JANET EPPS READING TOM HOOD'S POEM: I remember I remember the house where I was born, the little window where the sun came peeping in at morn.
KAREN BARLOW: History well notes that the Romanov family was blamed by the Bolsheviks for all that was wrong in Russia and arrested by a provisional government in 1917. They were held in house arrest for a year and then - along with their servants and doctor - were shot by firing squad, bathed in acid, burned, and buried.
John Epps had held onto Romanov momentos, including 30 drawings and booklets.
After he died in Australia in 1935 his nephew, William Epps, sought to get them appraised by booksellers Maggs in London.
He never saw them again - and his great grand daughter, Janet Epps takes up the tale.
JANET EPPS: It is quite an extraordinary story, really, how the whole situation came to light, because they were sent by my great grandfather to Maggs in 1935, and when they tried to get back to him (he was an old man at the time) and I imagine he had moved into a retirement home or something like that, just at that time … so they were unable to catch him. All their mail was returned, so after a number of attempts, they were just put in the bottom of this tin trunk, and only just recently rediscovered.

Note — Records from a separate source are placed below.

//! Asset descriptor types.
//!
//! Defines the logical identity of a remote asset and the digest it is
//! expected to have once downloaded.

use serde::{Deserialize, Serialize};
use std::fmt;
use std::str::FromStr;
use url::Url;

use crate::error::{HoardError, HoardResult};

/// Digest algorithm declared for an asset
#[derive(Debug, Clone, Copy, PartialEq, Eq, Hash, PartialOrd, Ord, Serialize, Deserialize)]
pub enum HashMethod {
    #[serde(rename = "SHA1", alias = "sha1")]
    Sha1,
    #[serde(rename = "SHA256", alias = "sha256")]
    Sha256,
    #[serde(rename = "SHA512", alias = "sha512")]
    Sha512,
}

impl HashMethod {
    /// Length of the hex encoded digest
    pub fn hex_len(&self) -> usize {
        match self {
            HashMethod::Sha1 => 40,
            HashMethod::Sha256 => 64,
            HashMethod::Sha512 => 128,
        }
    }

    /// Lowercase tag used in pool paths
    pub fn as_str(&self) -> &'static str {
        match self {
            HashMethod::Sha1 => "sha1",
            HashMethod::Sha256 => "sha256",
            HashMethod::Sha512 => "sha512",
        }
    }
}

impl fmt::Display for HashMethod {
    fn fmt(&self, f: &mut fmt::Formatter<'_>) -> fmt::Result {
        f.write_str(self.as_str())
    }
}

impl FromStr for HashMethod {
    type Err = HoardError;

    fn from_str(s: &str) -> Result<Self, Self::Err> {
        match s.to_ascii_lowercase().as_str() {
            "sha1" => Ok(HashMethod::Sha1),
            "sha256" => Ok(HashMethod::Sha256),
            "sha512" => Ok(HashMethod::Sha512),
            other => Err(HoardError::InvalidAsset {
                name: other.to_string(),
                reason: "unsupported hash method".to_string(),
            }),
        }
    }
}

/// Declared digest: algorithm tag plus hex digest
#[derive(Debug, Clone, Serialize, Deserialize)]
pub struct AssetHash {
    pub method: HashMethod,
    pub hex: String,
}

impl AssetHash {
    /// Create a digest, normalizing the hex to lowercase
    pub fn new(method: HashMethod, hex: impl Into<String>) -> Self {
        Self {
            method,
            hex: hex.into().to_ascii_lowercase(),
        }
    }

    /// Lowercase hex digest
    pub fn normalized_hex(&self) -> String {
        self.hex.to_ascii_lowercase()
    }

    /// Case-insensitive comparison against a computed hex digest
    pub fn matches_hex(&self, hex: &str) -> bool {
        self.hex.eq_ignore_ascii_case(hex)
    }

    /// Check the digest is well-formed for its method
    pub fn validate(&self) -> Result<(), String> {
        if self.hex.len() != self.method.hex_len() {
            return Err(format!(
                "{} digest must be {} hex characters, got {}",
                self.method,
                self.method.hex_len(),
                self.hex.len()
            ));
        }
        if !self.hex.chars().all(|c| c.is_ascii_hexdigit()) {
            return Err(format!("digest '{}' is not hexadecimal", self.hex));
        }
        Ok(())
    }
}

// Digests compare case-insensitively
impl PartialEq for AssetHash {
    fn eq(&self, other: &Self) -> bool {
        self.method == other.method && self.hex.eq_ignore_ascii_case(&other.hex)
    }
}

impl Eq for AssetHash {}

impl std::hash::Hash for AssetHash {
    fn hash<H: std::hash::Hasher>(&self, state: &mut H) {
        self.method.hash(state);
        self.normalized_hex().hash(state);
    }
}

impl fmt::Display for AssetHash {
    fn fmt(&self, f: &mut fmt::Formatter<'_>) -> fmt::Result {
        write!(f, "{}:{}", self.method, self.normalized_hex())
    }
}

impl FromStr for AssetHash {
    type Err = HoardError;

    fn from_str(s: &str) -> Result<Self, Self::Err> {
        let (method, hex) = s.split_once(':').ok_or_else(|| HoardError::InvalidAsset {
            name: s.to_string(),
            reason: "expected '<method>:<hex>'".to_string(),
        })?;
        let hash = AssetHash::new(method.parse()?, hex);
        hash.validate().map_err(|reason| HoardError::InvalidAsset {
            name: s.to_string(),
            reason,
        })?;
        Ok(hash)
    }
}

/// Logical identity and expectations for one asset
#[derive(Debug, Clone, PartialEq, Serialize, Deserialize)]
pub struct AssetDescriptor {
    /// Unique key within a collection
    pub name: String,
    /// Declared digest
    pub hash: AssetHash,
    /// Source URI
    pub link: Url,
    /// Expected byte length, when known
    #[serde(default, skip_serializing_if = "Option::is_none")]
    pub size: Option<u64>,
    /// Caller-defined fields, carried through untouched
    #[serde(flatten)]
    pub extra: serde_json::Map<String, serde_json::Value>,
}

impl AssetDescriptor {
    /// Create a descriptor with no declared size
    pub fn new(name: impl Into<String>, hash: AssetHash, link: Url) -> Self {
        Self {
            name: name.into(),
            hash,
            link,
            size: None,
            extra: serde_json::Map::new(),
        }
    }

    /// Set the expected byte length
    pub fn with_size(mut self, size: u64) -> Self {
        self.size = Some(size);
        self
    }

    /// Validate name and digest
    pub fn validate(&self) -> HoardResult<()> {
        if self.name.is_empty() {
            return Err(HoardError::InvalidAsset {
                name: self.name.clone(),
                reason: "asset name must not be empty".to_string(),
            });
        }
        self.hash.validate().map_err(|reason| HoardError::InvalidAsset {
            name: self.name.clone(),
            reason,
        })
    }

    /// Parse a JSON array of descriptors and validate each one
    pub fn parse_collection(json: &str) -> HoardResult<Vec<AssetDescriptor>> {
        let assets: Vec<AssetDescriptor> =
            serde_json::from_str(json).map_err(|e| HoardError::InvalidAsset {
                name: "<collection>".to_string(),
                reason: format!("invalid asset list: {}", e),
            })?;
        for asset in &assets {
            asset.validate()?;
        }
        Ok(assets)
    }
}

#[cfg(test)]
mod tests {
    use super::*;

    const SHA256_HELLO: &str = "b94d27b9934d3e08a52e52d7da7dabfac484efe37a5380ee9088f7ace2efcde9";

    #[test]
    fn test_hash_case_insensitive() {
        let lower = AssetHash::new(HashMethod::Sha256, SHA256_HELLO);
        let upper = AssetHash {
            method: HashMethod::Sha256,
            hex: SHA256_HELLO.to_uppercase(),
        };
        assert_eq!(lower, upper);
        assert!(upper.matches_hex(SHA256_HELLO));
        assert_eq!(upper.normalized_hex(), SHA256_HELLO);
    }

    #[test]
    fn test_hash_validation() {
        assert!(AssetHash::new(HashMethod::Sha256, SHA256_HELLO).validate().is_ok());
        assert!(AssetHash::new(HashMethod::Sha1, SHA256_HELLO).validate().is_err());
        assert!(AssetHash::new(HashMethod::Sha1, "z".repeat(40)).validate().is_err());
    }

    #[test]
    fn test_hash_from_str() {
        let hash: AssetHash = format!("SHA256:{}", SHA256_HELLO).parse().unwrap();
        assert_eq!(hash.method, HashMethod::Sha256);
        assert_eq!(hash.to_string(), format!("sha256:{}", SHA256_HELLO));
        assert!("md5:abcd".parse::<AssetHash>().is_err());
        assert!("nocolon".parse::<AssetHash>().is_err());
    }

    #[test]
    fn test_parse_collection_keeps_extra_fields() {
        let json = format!(
            r#"[{{
                "name": "intro.mp4",
                "hash": {{ "method": "SHA256", "hex": "{}" }},
                "link": "https://cdn.example.com/intro.mp4",
                "size": 11,
                "title": "Intro"
            }}]"#,
            SHA256_HELLO
        );
        let assets = AssetDescriptor::parse_collection(&json).unwrap();
        assert_eq!(assets.len(), 1);
        assert_eq!(assets[0].size, Some(11));
        assert_eq!(assets[0].extra.get("title").unwrap(), "Intro");
    }

    #[test]
    fn test_parse_collection_rejects_bad_digest() {
        let json = r#"[{
            "name": "a",
            "hash": { "method": "SHA1", "hex": "abc" },
            "link": "https://cdn.example.com/a"
        }]"#;
        assert!(matches!(
            AssetDescriptor::parse_collection(json),
            Err(HoardError::InvalidAsset { .. })
        ));
    }
}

KAREN BARLOW: Have you long known of your family's royal connections?
JANET EPPS: Yes I have, actually, cause it was one of the more fascinating stories in the collection of family lore, was the employment of the cousin of my great grandfather, John Epps, in the household of the Tsars as the English tutor, so we had always known about that.
KAREN BARLOW: And has it been a family scandal that these documents have been denied to your family?
JANET EPPS: Oh not at all, not at all, and I'd like to say I am really like to commend Maggs for their graciousness once I came forward last year having discovered of the existence of these documents.
KAREN BARLOW: A representative of Maggs is going to hand the documents back to Janet Epps tomorrow at the International Antiquarian Book Fair in Melbourne.
She's planning put them in book and make them available to the entire Epps family. Janet Epps is not surprised that people still very interested in the Romanov's
JANET EPPS: Well it was a very poignant story, a very tragic one, and I think the turmoil of the world at that time compared with the innocence of these four girls and the young son, along with their parents, being shot in such a ruthless manner, was a very shocking event, and I think even to this day, has a sense of the same horror and shock.
KAREN BARLOW: The Romanovs had so many twists and turns. These documents that are involved with them have had so many twists and turns, it seems though.
JANET EPPS: Oh indeed. Well, it's interesting to think that this collection of documents has travelled from Russia to England, and back and forward between England and Australia three times now, so, they're much travelled documents.
HAMISH ROBERTSON: Janet Epps speaking there to Karen Barlow.